How to Build a Wisconsin Supper Club
1. Find a house on a piece of land far from anywhere else. At night, the only significant light sources should be the headlights of passing cars, and the blazing electric sign out front with the name of the place. Suitable names include “Hideaway,” “Valley Bar,” “Elmo’s Place,” or any other name likely to draw a wince from an ad agency hipster.
2. Remove most of the interior walls of the house, leaving only what is needed to keep the roof up, and to separate the industrial-scale kitchen in the back.
3. Install a 20-foot-long bar immediately inside the entrance, then fill every other bit of available space with sturdy, minimalist tables and bent-metal-framed chairs with token padding. Cover the tables with flannel-backed vinyl tablecloths. Leave just enough space between the tables that you can pull a chair out and sque-e-e-ze in to sit down. Arrange the tables in strict geometrical rows. No precious feng shui conversation islands here.
4. Clear an area outside for the parking lot. This should be big enough to allow about half of the crowd of pickup trucks that will jam the location every night. Overflow traffic will line the adjacent two-lane road. Deep irrigation ditches along these roads are optional, but are encouraged.
5. Open the doors. The place will immediately fill with large, kind, boisterous, friendly, hungry people. They have been working all day together, and now they are coming in to continue their day with each other, and to greet other members of their far-flung community. Average table occupancy is eight; a four-top is considered an intimate party, and two-tops are an oddity. Lone diners will almost certainly be dragged into a larger group.
6. When a group is seated, place a “relish tray” on table (see mandatory Facebook “food on a plate” picture). This tray contains ice-cream scoops of (I am not making this up ) braunschweiger, beer cheese, krab [sic] salad, and a small bowl of ranch dressing. All this, plus crackers, celery, carrots, and assorted other noshes make for an appetizer course to rival a complete meal in many urban bistros.
7. Present the menus. These are laminated cards printed sometime around 1957. Popular entrees include several types of steak, pork chops, prime rib, and, for the discerning palate, chicken cordon bleu. These are also about the only entrees, because why would you want to go out and order anything else? Fer cryin’ out loud, if you want pizza you can drive to Dubuque. Side dishes include steamed vegetables, cottage cheese, and my favorite, coleslaw. The latter is made with approximately 60% mayonnaise, 20% sugar, 20% cabbage, and a dash of salt. Delicious; I had two helpings. Couldn’t quite bring myself to try the bacon-wrapped cheese curds, though.

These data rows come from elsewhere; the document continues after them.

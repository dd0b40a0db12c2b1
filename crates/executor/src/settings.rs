use std::time::Duration;

/// Bounds applied to every storage interaction.
#[derive(Debug, Clone, Copy, PartialEq, Eq)]
pub struct ExecutorSettings {
    /// Upper bound on a single storage call.
    pub storage_timeout: Duration,
    /// How many times a conflicting transaction is re-run before giving up.
    pub max_conflict_retries: u32,
}

impl Default for ExecutorSettings {
    fn default() -> Self {
        Self {
            storage_timeout: Duration::from_millis(2000),
            max_conflict_retries: 5,
        }
    }
}
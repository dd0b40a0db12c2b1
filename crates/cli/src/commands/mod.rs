pub(crate) mod catalog;
pub(crate) mod check_rules;
pub(crate) mod evaluate;

use std::path::Path;
use std::process;

use tokio::runtime::Runtime;

use crate::config::PactConfig;
use crate::seed::{self, Engine, SeedDocument};
use crate::{report_error, OutputFormat};

/// Build the engine, loading the seed from `--seed` or `[seed] path`.
/// Exits the process when the seed cannot be read or is rejected.
pub(crate) fn seeded_engine(
    rt: &Runtime,
    config: &PactConfig,
    seed_path: Option<&Path>,
    output: OutputFormat,
    quiet: bool,
) -> Engine {
    let path = seed_path.or(config.seed.path.as_deref());
    let document = match path.map(SeedDocument::read).transpose() {
        Ok(doc) => doc,
        Err(msg) => {
            report_error(&msg, output, quiet);
            process::exit(1);
        }
    };

    match rt.block_on(seed::engine(config.executor_settings(), document.as_ref())) {
        Ok(engine) => engine,
        Err(e) => {
            report_error(&format!("seed rejected: {}", e), output, quiet);
            process::exit(1);
        }
    }
}
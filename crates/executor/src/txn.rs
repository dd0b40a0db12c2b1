//! Snapshot plumbing shared by every operation: bounded storage calls,
//! commit-or-abort, and the retry loop for optimistic conflicts.

use std::future::Future;
use std::sync::atomic::Ordering;

use pact_core::{NotFound, PactError, Violation};
use pact_storage::{PactStorage, StorageError, PENDING_REQUEST_UNIQUE};
use tracing::{debug, warn};

use crate::Executor;

/// Why one transaction attempt did not commit.
#[derive(Debug)]
pub(crate) enum TxError {
    /// Another writer committed first. The attempt may be re-run.
    Conflict(StorageError),
    Fail(PactError),
}

impl From<PactError> for TxError {
    fn from(err: PactError) -> Self {
        TxError::Fail(err)
    }
}

impl From<StorageError> for TxError {
    fn from(err: StorageError) -> Self {
        match err {
            StorageError::ConcurrentConflict { .. } => TxError::Conflict(err),
            // The re-run observes the winning request and reports it.
            StorageError::UniqueViolation { constraint, key }
                if constraint == PENDING_REQUEST_UNIQUE =>
            {
                TxError::Conflict(StorageError::UniqueViolation { constraint, key })
            }
            StorageError::PartnerNotFound { partner_id } => {
                TxError::Fail(NotFound::Partner(partner_id).into())
            }
            StorageError::RequestNotFound { request_id } => {
                TxError::Fail(NotFound::ReconfigurationRequest(request_id).into())
            }
            StorageError::IndicatorNotFound { indicator_id } => {
                TxError::Fail(NotFound::Indicator(indicator_id).into())
            }
            StorageError::AlreadyInitialized { kind, id } => {
                TxError::Fail(PactError::Validation(vec![Violation::field(
                    "id",
                    format!("{kind} '{id}' already exists"),
                )]))
            }
            other => TxError::Fail(PactError::Persistence(other.to_string())),
        }
    }
}

impl<S: PactStorage> Executor<S> {
    /// Run one storage call under the configured timeout.
    pub(crate) async fn bounded<T>(
        &self,
        call: impl Future<Output = Result<T, StorageError>>,
    ) -> Result<T, TxError> {
        match tokio::time::timeout(self.settings.storage_timeout, call).await {
            Ok(result) => result.map_err(TxError::from),
            Err(_) => {
                warn!(
                    timeout_ms = self.settings.storage_timeout.as_millis() as u64,
                    "Storage call timed out"
                );
                Err(TxError::Fail(PactError::Persistence(format!(
                    "storage call timed out after {} ms",
                    self.settings.storage_timeout.as_millis()
                ))))
            }
        }
    }

    /// A bounded query outside any snapshot.
    pub(crate) async fn query<T>(
        &self,
        call: impl Future<Output = Result<T, StorageError>>,
    ) -> Result<T, PactError> {
        match self.bounded(call).await {
            Ok(value) => Ok(value),
            Err(TxError::Fail(err)) => Err(err),
            Err(TxError::Conflict(err)) => Err(PactError::Persistence(err.to_string())),
        }
    }

    pub(crate) async fn begin(&self) -> Result<S::Snapshot, TxError> {
        self.bounded(self.storage.begin_snapshot()).await
    }

    /// Commit the snapshot if `result` is Ok, abort it otherwise.
    pub(crate) async fn finish<T>(
        &self,
        snapshot: S::Snapshot,
        result: Result<T, TxError>,
    ) -> Result<T, TxError> {
        match result {
            Ok(value) => {
                self.bounded(self.storage.commit_snapshot(snapshot)).await?;
                Ok(value)
            }
            Err(err) => {
                if let Err(abort) = self.bounded(self.storage.abort_snapshot(snapshot)).await {
                    warn!(error = ?abort, "Snapshot abort failed");
                }
                Err(err)
            }
        }
    }

    /// Re-run `attempt` while it loses optimistic races, up to the configured bound.
    pub(crate) async fn retrying<T, F, Fut>(&self, action: &str, mut attempt: F) -> Result<T, PactError>
    where
        F: FnMut() -> Fut,
        Fut: Future<Output = Result<T, TxError>>,
    {
        let attempts = self.settings.max_conflict_retries + 1;
        for n in 1..=attempts {
            match attempt().await {
                Ok(value) => return Ok(value),
                Err(TxError::Fail(err)) => return Err(err),
                Err(TxError::Conflict(err)) => {
                    if n < attempts {
                        self.conflict_retries.fetch_add(1, Ordering::Relaxed);
                    }
                    debug!(action, attempt = n, error = %err, "Conflicting commit, retrying");
                }
            }
        }
        warn!(action, attempts, "Giving up after repeated conflicts");
        Err(PactError::Persistence(format!(
            "{action}: gave up after {attempts} conflicting attempts"
        )))
    }
}

#[cfg(test)]
mod tests {
    use std::sync::Arc;
    use std::time::Duration;

    use super::*;
    use crate::ExecutorSettings;
    use pact_storage::MemoryStorage;

    fn conflict() -> TxError {
        TxError::Conflict(StorageError::ConcurrentConflict {
            kind: "partner",
            id: "p-1".into(),
            expected_version: 0,
        })
    }

    #[tokio::test]
    async fn failed_abort_keeps_the_original_error() {
        let storage = Arc::new(MemoryStorage::with_latency(Duration::from_millis(50)));
        let snapshot = storage.begin_snapshot().await.unwrap();
        let ex = Executor::new(
            storage,
            ExecutorSettings {
                storage_timeout: Duration::from_millis(5),
                ..ExecutorSettings::default()
            },
        );

        let result: Result<(), TxError> = ex
            .finish(snapshot, Err(TxError::Fail(NotFound::Partner("p-1".into()).into())))
            .await;
        match result {
            Err(TxError::Fail(err)) => assert_eq!(err.kind(), "not_found"),
            other => panic!("unexpected result: {other:?}"),
        }
    }

    #[tokio::test]
    async fn retries_are_counted_until_success() {
        let ex = Executor::new(Arc::new(MemoryStorage::new()), ExecutorSettings::default());
        let mut calls = 0;
        let value = ex
            .retrying("test", || {
                calls += 1;
                let n = calls;
                async move { if n < 3 { Err(conflict()) } else { Ok(n) } }
            })
            .await
            .unwrap();
        assert_eq!(value, 3);
        assert_eq!(ex.conflict_retries(), 2);
    }

    #[tokio::test]
    async fn exhausted_retries_surface_as_persistence() {
        let ex = Executor::new(
            Arc::new(MemoryStorage::new()),
            ExecutorSettings {
                max_conflict_retries: 2,
                ..ExecutorSettings::default()
            },
        );
        let err = ex
            .retrying("test", || async { Err::<(), _>(conflict()) })
            .await
            .unwrap_err();
        assert_eq!(err.kind(), "persistence");
        assert_eq!(ex.conflict_retries(), 2);
    }
}
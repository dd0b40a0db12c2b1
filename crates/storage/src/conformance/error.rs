use std::future::Future;

use super::{make_partner, TestResult};
use crate::{PactStorage, StorageError};

pub(super) async fn run_error_tests<S, F, Fut>(factory: &F) -> Vec<TestResult>
where
    S: PactStorage,
    F: Fn() -> Fut,
    Fut: Future<Output = S>,
{
    vec![
        TestResult::from_result(
            "error",
            "unknown_partner_not_found",
            unknown_partner_not_found(factory).await,
        ),
        TestResult::from_result(
            "error",
            "update_unknown_partner_not_found",
            update_unknown_partner_not_found(factory).await,
        ),
        TestResult::from_result(
            "error",
            "selections_of_unknown_partner_not_found",
            selections_of_unknown_partner_not_found(factory).await,
        ),
        TestResult::from_result(
            "error",
            "unknown_request_not_found",
            unknown_request_not_found(factory).await,
        ),
        TestResult::from_result(
            "error",
            "unknown_indicator_not_found",
            unknown_indicator_not_found(factory).await,
        ),
        TestResult::from_result(
            "error",
            "missing_catalog_is_none",
            missing_catalog_is_none(factory).await,
        ),
    ]
}

async fn unknown_partner_not_found<S, F, Fut>(factory: &F) -> Result<(), String>
where
    S: PactStorage,
    F: Fn() -> Fut,
    Fut: Future<Output = S>,
{
    let storage = factory().await;
    match storage.get_partner("ghost").await {
        Err(StorageError::PartnerNotFound { partner_id }) if partner_id == "ghost" => Ok(()),
        other => Err(format!("expected PartnerNotFound, got {other:?}")),
    }
}

async fn update_unknown_partner_not_found<S, F, Fut>(factory: &F) -> Result<(), String>
where
    S: PactStorage,
    F: Fn() -> Fut,
    Fut: Future<Output = S>,
{
    let storage = factory().await;
    let mut snap = storage
        .begin_snapshot()
        .await
        .map_err(|e| format!("begin: {e}"))?;
    let result = storage
        .update_partner(&mut snap, 0, &make_partner("ghost"))
        .await;
    let _ = storage.abort_snapshot(snap).await;
    match result {
        Err(StorageError::PartnerNotFound { .. }) => Ok(()),
        other => Err(format!("expected PartnerNotFound, got {other:?}")),
    }
}

async fn selections_of_unknown_partner_not_found<S, F, Fut>(factory: &F) -> Result<(), String>
where
    S: PactStorage,
    F: Fn() -> Fut,
    Fut: Future<Output = S>,
{
    let storage = factory().await;
    match storage.list_selections("ghost").await {
        Err(StorageError::PartnerNotFound { .. }) => Ok(()),
        other => Err(format!("expected PartnerNotFound, got {other:?}")),
    }
}

async fn unknown_request_not_found<S, F, Fut>(factory: &F) -> Result<(), String>
where
    S: PactStorage,
    F: Fn() -> Fut,
    Fut: Future<Output = S>,
{
    let storage = factory().await;
    match storage.get_reconfiguration_request("req-x").await {
        Err(StorageError::RequestNotFound { request_id }) if request_id == "req-x" => Ok(()),
        other => Err(format!("expected RequestNotFound, got {other:?}")),
    }
}

async fn unknown_indicator_not_found<S, F, Fut>(factory: &F) -> Result<(), String>
where
    S: PactStorage,
    F: Fn() -> Fut,
    Fut: Future<Output = S>,
{
    let storage = factory().await;
    match storage.get_indicator("ind-x").await {
        Err(StorageError::IndicatorNotFound { indicator_id }) if indicator_id == "ind-x" => Ok(()),
        other => Err(format!("expected IndicatorNotFound, got {other:?}")),
    }
}

async fn missing_catalog_is_none<S, F, Fut>(factory: &F) -> Result<(), String>
where
    S: PactStorage,
    F: Fn() -> Fut,
    Fut: Future<Output = S>,
{
    let storage = factory().await;
    match storage.get_catalog(pact_core::ContractType::Partial).await {
        Ok(None) => Ok(()),
        other => Err(format!("expected Ok(None), got {other:?}")),
    }
}
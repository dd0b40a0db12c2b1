use std::process;
use std::str::FromStr;

use rust_decimal::Decimal;
use tokio::runtime::Runtime;

use crate::seed::Engine;
use crate::{report_error, OutputFormat};

pub(crate) fn cmd_evaluate(
    rt: &Runtime,
    engine: &Engine,
    indicator: &str,
    baseline: &str,
    output: OutputFormat,
    quiet: bool,
) {
    let baseline = match Decimal::from_str(baseline.trim()) {
        Ok(b) => b,
        Err(_) => {
            report_error(
                &format!("invalid baseline '{}': expected a decimal number", baseline),
                output,
                quiet,
            );
            process::exit(1);
        }
    };

    let evaluation = match rt.block_on(engine.evaluate_indicator(indicator, baseline)) {
        Ok(e) => e,
        Err(e) => {
            report_error(&e.to_string(), output, quiet);
            process::exit(1);
        }
    };

    if quiet {
        return;
    }
    match output {
        OutputFormat::Json => {
            let json = serde_json::to_string_pretty(&evaluation)
                .unwrap_or_else(|e| format!("{{\"error\": \"serialization: {}\"}}", e));
            println!("{}", json);
        }
        OutputFormat::Text => {
            println!("target: {}", evaluation.target);
            println!("{}", evaluation.explanation);
        }
    }
}
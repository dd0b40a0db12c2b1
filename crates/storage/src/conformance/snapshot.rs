use std::future::Future;

use pact_core::{Catalog, ContractType, LifecycleState};

use super::{make_partner, make_selection, seed_partner, TestResult};
use crate::{PactStorage, StorageError};

pub(super) async fn run_snapshot_tests<S, F, Fut>(factory: &F) -> Vec<TestResult>
where
    S: PactStorage,
    F: Fn() -> Fut,
    Fut: Future<Output = S>,
{
    vec![
        TestResult::from_result(
            "snapshot",
            "uncommitted_partner_invisible",
            uncommitted_partner_invisible(factory).await,
        ),
        TestResult::from_result(
            "snapshot",
            "snapshot_reads_own_writes",
            snapshot_reads_own_writes(factory).await,
        ),
        TestResult::from_result(
            "snapshot",
            "aborted_snapshot_discards_writes",
            aborted_snapshot_discards_writes(factory).await,
        ),
        TestResult::from_result(
            "snapshot",
            "dropped_snapshot_discards_writes",
            dropped_snapshot_discards_writes(factory).await,
        ),
        TestResult::from_result(
            "snapshot",
            "catalog_visible_only_after_commit",
            catalog_visible_only_after_commit(factory).await,
        ),
    ]
}

async fn uncommitted_partner_invisible<S, F, Fut>(factory: &F) -> Result<(), String>
where
    S: PactStorage,
    F: Fn() -> Fut,
    Fut: Future<Output = S>,
{
    let storage = factory().await;
    let mut snap = storage
        .begin_snapshot()
        .await
        .map_err(|e| format!("begin: {e}"))?;
    storage
        .initialize_partner(&mut snap, &make_partner("p-1"))
        .await
        .map_err(|e| format!("init: {e}"))?;

    let visible = storage.get_partner("p-1").await;
    let _ = storage.abort_snapshot(snap).await;
    match visible {
        Err(StorageError::PartnerNotFound { .. }) => Ok(()),
        other => Err(format!("uncommitted partner leaked: {other:?}")),
    }
}

async fn snapshot_reads_own_writes<S, F, Fut>(factory: &F) -> Result<(), String>
where
    S: PactStorage,
    F: Fn() -> Fut,
    Fut: Future<Output = S>,
{
    let storage = factory().await;
    seed_partner(&storage, "p-1").await?;

    let mut snap = storage
        .begin_snapshot()
        .await
        .map_err(|e| format!("begin: {e}"))?;
    let mut partner = make_partner("p-1");
    partner.state = LifecycleState::Read;
    storage
        .update_partner(&mut snap, 0, &partner)
        .await
        .map_err(|e| format!("update: {e}"))?;
    storage
        .replace_selections(&mut snap, "p-1", vec![make_selection("p-1", "d1", "o1")])
        .await
        .map_err(|e| format!("replace: {e}"))?;

    let rec = storage
        .get_partner_for_update(&mut snap, "p-1")
        .await
        .map_err(|e| format!("read back: {e}"))?;
    let rows = storage
        .get_selections_for_update(&mut snap, "p-1")
        .await
        .map_err(|e| format!("read selections: {e}"))?;
    let outside = storage
        .list_selections("p-1")
        .await
        .map_err(|e| format!("list: {e}"))?;
    let _ = storage.abort_snapshot(snap).await;

    if rec.version != 1 || rec.partner.state != LifecycleState::Read {
        return Err(format!(
            "snapshot should see its own update, got v{} {}",
            rec.version, rec.partner.state
        ));
    }
    if rows.len() != 1 {
        return Err(format!("snapshot should see 1 staged selection, got {}", rows.len()));
    }
    if !outside.is_empty() {
        return Err("staged selections visible outside the snapshot".into());
    }
    Ok(())
}

async fn aborted_snapshot_discards_writes<S, F, Fut>(factory: &F) -> Result<(), String>
where
    S: PactStorage,
    F: Fn() -> Fut,
    Fut: Future<Output = S>,
{
    let storage = factory().await;
    seed_partner(&storage, "p-1").await?;

    let mut snap = storage
        .begin_snapshot()
        .await
        .map_err(|e| format!("begin: {e}"))?;
    let mut partner = make_partner("p-1");
    partner.state = LifecycleState::Read;
    storage
        .update_partner(&mut snap, 0, &partner)
        .await
        .map_err(|e| format!("update: {e}"))?;
    storage
        .abort_snapshot(snap)
        .await
        .map_err(|e| format!("abort: {e}"))?;

    let rec = storage
        .get_partner("p-1")
        .await
        .map_err(|e| format!("get: {e}"))?;
    if rec.version != 0 || rec.partner.state != LifecycleState::Unread {
        return Err(format!(
            "abort leaked write: v{} {}",
            rec.version, rec.partner.state
        ));
    }
    Ok(())
}

async fn dropped_snapshot_discards_writes<S, F, Fut>(factory: &F) -> Result<(), String>
where
    S: PactStorage,
    F: Fn() -> Fut,
    Fut: Future<Output = S>,
{
    let storage = factory().await;
    {
        let mut snap = storage
            .begin_snapshot()
            .await
            .map_err(|e| format!("begin: {e}"))?;
        storage
            .initialize_partner(&mut snap, &make_partner("p-1"))
            .await
            .map_err(|e| format!("init: {e}"))?;
    }
    match storage.get_partner("p-1").await {
        Err(StorageError::PartnerNotFound { .. }) => Ok(()),
        other => Err(format!("dropped snapshot leaked write: {other:?}")),
    }
}

async fn catalog_visible_only_after_commit<S, F, Fut>(factory: &F) -> Result<(), String>
where
    S: PactStorage,
    F: Fn() -> Fut,
    Fut: Future<Output = S>,
{
    let storage = factory().await;
    let catalog = Catalog::new(ContractType::Full, Vec::new())
        .map_err(|e| format!("build catalog: {e}"))?;

    let mut snap = storage
        .begin_snapshot()
        .await
        .map_err(|e| format!("begin: {e}"))?;
    storage
        .replace_catalog(&mut snap, catalog.clone())
        .await
        .map_err(|e| format!("replace: {e}"))?;
    let before = storage
        .get_catalog(ContractType::Full)
        .await
        .map_err(|e| format!("get before: {e}"))?;
    storage
        .commit_snapshot(snap)
        .await
        .map_err(|e| format!("commit: {e}"))?;
    let after = storage
        .get_catalog(ContractType::Full)
        .await
        .map_err(|e| format!("get after: {e}"))?;

    if before.is_some() {
        return Err("uncommitted catalog visible".into());
    }
    if after != Some(catalog) {
        return Err(format!("expected committed catalog, got {after:?}"));
    }
    Ok(())
}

8. Don’t ask for a wine list. But try some of that Spotted Cow Beer. Or the Miller Lite.
9. Bring out the slabs of meat. There is something in the air out here that enables people to cook meat to an exalted, taste-bud-spraining, enlightenment-inducing level of perfection. It probably helps that they keep all the best meat for themselves, and ship the rest out of state, but there is real skill at work here.
At our table we have a prime rib the size of a Buick, a ribeye steak that would barely fit on a queen-size bed, a pork chop that could roof a small house, and an aren’t-we-special order of the chicken cordon bleu, the making of which must have decimated an entire henhouse. All around us people are tearing into similar dishes with a sort of genial ferocity. It doesn’t seem to matter that serving sizes are some multiple of the holding capacity of the human stomach; most of the people present do hard physical work for a living, and they need the fuel. The motto of this place should be, “The Best of Everything, and Too Much, Please.”
10. Have a drink for dessert. This is a hallmark tradition. Take a scoop of Vanilla ice cream and pour some form of liquor over it. These drinks go by names like “Grasshopper,” “Dreamsicle Floatini,” and “Dirty Banana.” The idea is to make up for any shortfall of alcohol, sugar, and fat that you might somehow have experienced thus far.
11. Stick around. Supper clubs are rural social nodes, places where relationships can be nurtured and maintained over a lifetime, where generations of people can keep track of each other, share stories, greet strangers, celebrate with and console each other. To be that kind of place, you need to be a constant, over generations. Like a church where you can laugh out loud.